Protest and Placards in France

4 Min Read

“Anyone can become angry,” Aristotle wrote, “that is easy. But to be angry with the right person, to the right degree, at the right time, for the right purpose and in the right way, this is not easy.” In the case of the affair of the placards, this bit of advice would have gone a long way in saving the Reformation in France a lot of unwanted backlash. The debacle started off innocuously enough as a zealous desire to a speed up a slowing movement.  While the work of reform was slowly wending its way through France it was rapidly blazing through Germany and Switzerland and the French Protestants were impatient to see the same results in their native land. They consulted amongst themselves but there was a division of sentiment about how to proceed and so they sought counsel from the highly respected French reformer Farel, then exiled in Switzerland. Farel and others encouraged them to push the work forward, full speed ahead, with all guns blazing and what better way to make an impact than to strike at the very heart of Papal ritual by attacking the Mass. This was agreed to and Farel was put forward to write the missive which he did in spectacular fashion, producing a tract which was incandescent with fervent denunciations against the vile practice of transubstantiation. It was a thunderbolt of epic proportions designed to strike down, in one fell swoop, the stranglehold of Rome upon France.

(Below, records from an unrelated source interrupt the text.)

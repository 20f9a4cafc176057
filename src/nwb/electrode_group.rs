use super::{Device, CORE};
use crate::error::NwbResult;
use crate::hdmf::container::Container;
use crate::io::{AttributeValue, BaseIo};
use crate::registered_type::{Entity, RegisteredType, TypedEntity};

/// Attribute holding an electrode group's anatomical location.
pub const LOCATION_ATTR: &str = "location";

/// A group of electrodes on one device, stored under
/// `/general/extracellular_ephys/<group>`.
#[derive(Debug)]
pub struct ElectrodeGroup<'io> {
    container: Container<'io>,
}

impl<'io> ElectrodeGroup<'io> {
    pub fn new(path: &str, io: &'io dyn BaseIo) -> Self {
        Self {
            container: Container::with_type(path, io, CORE, "ElectrodeGroup"),
        }
    }

    /// Creates the group, its attributes, and a `device` link to `device`.
    pub fn initialize(&self, description: &str, location: &str, device: &Device<'_>) -> NwbResult<()> {
        self.container.initialize_typed(Some(description))?;
        self.container
            .set_attribute(LOCATION_ATTR, AttributeValue::Str(location.to_string()))?;
        self.io()
            .create_link(&self.container.child_path("device"), device.path())
    }
}

impl RegisteredType for ElectrodeGroup<'_> {
    fn path(&self) -> &str {
        self.container.path()
    }

    fn io(&self) -> &dyn BaseIo {
        self.container.io()
    }

    fn namespace(&self) -> &str {
        self.container.namespace()
    }

    fn type_name(&self) -> &str {
        self.container.type_name()
    }
}

impl TypedEntity for ElectrodeGroup<'_> {
    const NAMESPACE: &'static str = CORE;
    const TYPE_NAME: &'static str = "ElectrodeGroup";

    fn create<'io>(path: &str, io: &'io dyn BaseIo) -> Entity<'io> {
        Entity::ElectrodeGroup(ElectrodeGroup::new(path, io))
    }
}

The tracts were printed in two forms, posters to be slathered over every available wall, post and tree and small slips which were to be handed out from person to person. They decided to paper the whole of France under cover of night and on the 24th of October 1534 each man went from street to street quietly putting up his quota of posters. The placards found their way on to the walls of the Louvre, the gates of the Sorbonne and the doors of every Catholic church that they could gain access to. When the people of France lumbered out of their houses the next morning they came face to face with these placards which, to most of the population, were the worst kind of blasphemy against the church. France was plunged into a frenzy of speculation; rumors circulated that the Protestants were behind it and that they would burn every church to the ground and massacre every Catholic they could lay their hands on.

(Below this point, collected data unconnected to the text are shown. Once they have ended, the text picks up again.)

//! The root of an NWB file and the acquisition workflow built on it.

use super::electrical_series::ElectricalSeries;
use super::{Device, ElectrodeGroup, ElectrodeTable, CORE, ELECTRODE_GROUP_ROOT};
use crate::channel::Channel;
use crate::error::{NwbError, NwbResult};
use crate::hdmf::Container;
use crate::io::{
    merge_paths, AttributeValue, BaseIo, DataType, DataValues, DatasetConfig, FileMode,
    TYPE_NAME_ATTR,
};
use crate::registered_type::{Entity, RegisteredType, TypedEntity};
use tracing::{debug, info};

/// Schema version written to the root `nwb_version` attribute.
pub const NWB_VERSION: &str = "2.7.0";
/// Rows per chunk of acquired data unless configured otherwise.
pub const DEFAULT_CHUNK_SIZE: usize = 2048;
pub const ACQUISITION_PATH: &str = "/acquisition";
pub const DEVICES_PATH: &str = "/general/devices";
pub const SPECIFICATIONS_PATH: &str = "/specifications";

const SESSION_DESCRIPTION: &str = "a recording session";
const SERIES_DESCRIPTION: &str =
    "Stores continuously sampled voltage data from an extracellular ephys recording";

/// Groups every NWB file carries, parents before children.
const SKELETON: [&str; 10] = [
    ACQUISITION_PATH,
    "/analysis",
    "/processing",
    "/stimulus",
    "/stimulus/presentation",
    "/stimulus/templates",
    "/general",
    DEVICES_PATH,
    ELECTRODE_GROUP_ROOT,
    SPECIFICATIONS_PATH,
];

/// The `core::NWBFile` group at `/`.
///
/// Owns the electrical series it creates so acquisition code can look them up by
/// index while recording.
#[derive(Debug)]
pub struct NwbFile<'io> {
    root: Container<'io>,
    identifier: String,
    chunk_size: usize,
    series: Vec<ElectricalSeries<'io>>,
}

impl<'io> NwbFile<'io> {
    pub fn new(identifier: impl Into<String>, io: &'io dyn BaseIo) -> Self {
        Self {
            root: Container::with_type("/", io, CORE, "NWBFile"),
            identifier: identifier.into(),
            chunk_size: DEFAULT_CHUNK_SIZE,
            series: Vec::new(),
        }
    }

    /// Rows per chunk for series created afterwards.
    pub fn with_chunk_size(mut self, chunk_size: usize) -> Self {
        self.chunk_size = chunk_size.max(1);
        self
    }

    /// Opens the session if needed and writes the file skeleton unless the root is
    /// already typed.
    ///
    /// A closed session is opened with [`FileMode::Overwrite`]; open an existing file
    /// beforehand to append to it instead.
    pub fn initialize(&mut self) -> NwbResult<()> {
        let io = self.root.session();
        if !io.is_open() {
            io.open(FileMode::Overwrite)?;
        }
        if io.attribute_exists("/", TYPE_NAME_ATTR) {
            debug!(file = %io.file_name(), "File structure already present");
            return Ok(());
        }
        self.create_file_structure()
    }

    /// Writes the root attributes, the standard groups and the session datasets.
    pub fn create_file_structure(&mut self) -> NwbResult<()> {
        let io = self.root.session();
        if !io.can_modify_objects() {
            return Err(NwbError::invalid_state(
                "/",
                "the session cannot create objects (read-only or recording)",
            ));
        }
        io.create_common_nwb_attributes("/", CORE, "NWBFile", None)?;
        self.root.set_attribute("nwb_version", NWB_VERSION.into())?;
        for group in SKELETON {
            io.create_group(group)?;
        }
        self.root.set_attribute(
            ".specloc",
            AttributeValue::Reference(SPECIFICATIONS_PATH.to_string()),
        )?;

        let now = chrono::Local::now().to_rfc3339();
        for (name, value) in [
            ("file_create_date", now.as_str()),
            ("session_description", SESSION_DESCRIPTION),
            ("session_start_time", now.as_str()),
            ("timestamps_reference_time", now.as_str()),
            ("identifier", self.identifier.as_str()),
        ] {
            let handle =
                io.create_array_dataset(&DatasetConfig::vector(DataType::VarStr, 1, 1), &merge_paths("/", name))?;
            io.write_block(&handle, 0, &DataValues::Str(vec![value.to_string()]))?;
        }
        info!(file = %io.file_name(), identifier = %self.identifier, "Created NWB file structure");
        Ok(())
    }

    /// Creates one electrical series per channel array.
    ///
    /// Each array names its group from its first channel and gets a device, an
    /// electrode group and a series at `/acquisition/<group>`. All channels land in
    /// the electrode table, which is written before any series references it.
    pub fn create_electrical_series(
        &mut self,
        arrays: &[Vec<Channel>],
        dtype: DataType,
    ) -> NwbResult<()> {
        let io = self.root.session();
        if !io.can_modify_objects() {
            return Err(NwbError::invalid_state(
                ACQUISITION_PATH,
                "the session cannot create objects (read-only or recording)",
            ));
        }
        let groups = arrays
            .iter()
            .map(|channels| {
                channels.first().map(|ch| ch.group_name.clone()).ok_or_else(|| {
                    NwbError::Configuration("recording arrays must not be empty".to_string())
                })
            })
            .collect::<NwbResult<Vec<_>>>()?;

        for group in &groups {
            let device = Device::new(&merge_paths(DEVICES_PATH, group), io);
            device.initialize("description", "unknown")?;
            ElectrodeGroup::new(&merge_paths(ELECTRODE_GROUP_ROOT, group), io)
                .initialize("description", "unknown", &device)?;
        }

        let mut table = ElectrodeTable::new(io, arrays.concat());
        table.initialize()?;
        table.add_electrodes()?;

        for (group, channels) in groups.iter().zip(arrays) {
            let mut series = ElectricalSeries::new(&merge_paths(ACQUISITION_PATH, group), io);
            series.initialize(dtype, channels.clone(), SERIES_DESCRIPTION, self.chunk_size)?;
            self.series.push(series);
        }
        info!(series = groups.len(), dtype = %dtype, "Created electrical series");
        Ok(())
    }

    /// Switches the session to SWMR writing; no objects can be created afterwards.
    pub fn start_recording(&self) -> NwbResult<()> {
        self.root.session().start_recording()
    }

    pub fn stop_recording(&self) -> NwbResult<()> {
        self.root.session().stop_recording()
    }

    /// Drops the series and closes the session.
    pub fn finalize(&mut self) -> NwbResult<()> {
        self.series.clear();
        self.root.session().close()
    }

    /// Series created by [`NwbFile::create_electrical_series`], in array order.
    pub fn electrical_series(&self, index: usize) -> Option<&ElectricalSeries<'io>> {
        self.series.get(index)
    }

    pub fn electrical_series_mut(&mut self, index: usize) -> Option<&mut ElectricalSeries<'io>> {
        self.series.get_mut(index)
    }

    pub fn series_count(&self) -> usize {
        self.series.len()
    }

    pub fn identifier(&self) -> &str {
        &self.identifier
    }

    /// The stored `/identifier` value.
    pub fn read_identifier(&self) -> NwbResult<String> {
        let values = self.io().read_dataset("/identifier")?;
        values
            .as_strings()
            .and_then(|s| s.first().cloned())
            .ok_or_else(|| NwbError::TypeMismatch {
                path: "/identifier".to_string(),
                expected: "string".to_string(),
                actual: values.dtype().to_string(),
            })
    }
}

impl RegisteredType for NwbFile<'_> {
    fn path(&self) -> &str {
        self.root.path()
    }

    fn io(&self) -> &dyn BaseIo {
        self.root.io()
    }

    fn namespace(&self) -> &str {
        self.root.namespace()
    }

    fn type_name(&self) -> &str {
        self.root.type_name()
    }
}

impl TypedEntity for NwbFile<'_> {
    const NAMESPACE: &'static str = CORE;
    const TYPE_NAME: &'static str = "NWBFile";

    /// A registry-built file has no identifier; it is meant for reading.
    fn create<'io>(path: &str, io: &'io dyn BaseIo) -> Entity<'io> {
        let mut file = NwbFile::new(String::new(), io);
        file.root = Container::with_type(path, io, CORE, "NWBFile");
        Entity::NwbFile(file)
    }
}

One placard found its way onto the door of the king’s private residence. The breach of security and the audacity of the deed threw Francis I into a rage and he ordered that every single Protestant be hunted out and exterminated. One of the Protestants, a sheath maker by trade, was seized by Jean Morin, the King’s man in charge of the execution. Morin forced the man on pain of death to go from door to door revealing where each protestant lived and every family, from those of low rank to men of learning and letters, were rounded up, arrested and massacred. Those who had not been arrested fled France; artisans, merchants, accountants, bricklayers, professors, all fled the country in droves leaving behind a huge gap in French society. Those who remained looked around them shocked at the volume of Protestants that had been quietly living among them undetected.

The fugitives congregated in Geneva which was fast becoming a stronghold of Protestantism. From there they sent back trained pastors to evangelize France and over a period of 40 years, there were 2 million Huguenot Protestants worshipping in 1250 Protestant churches across the country. The St. Bartholomew’s day massacre followed soon after, leading more Protestant Huguenots to flee France. The religious wars of France would continue from 1562-1598 until the Edict of Nantes was signed awarding the Huguenots substantial religious, political and military autonomy. However this was revoked in 1685 and over the next twenty years, hundreds of thousands of Huguenots fled France to take up residence in the Protestant states of the Holy Roman Empire and elsewhere throughout the world.

Aristotle’s words, mentioned in the first paragraph, taken from the Nicomachean Ethics, are an illustration of the need to bring intelligence to our emotions and wisdom to our approach. Had the affair of the placards been handled differently, the story of the French reformation would have been completely different. As Aristotle would have put it; anyone can speak the truth, that is easy. But to speak the truth to the right person, to the right degree, at the right time, for the right purpose and in the right way, this is not easy and it is a skill we would all do well to acquire.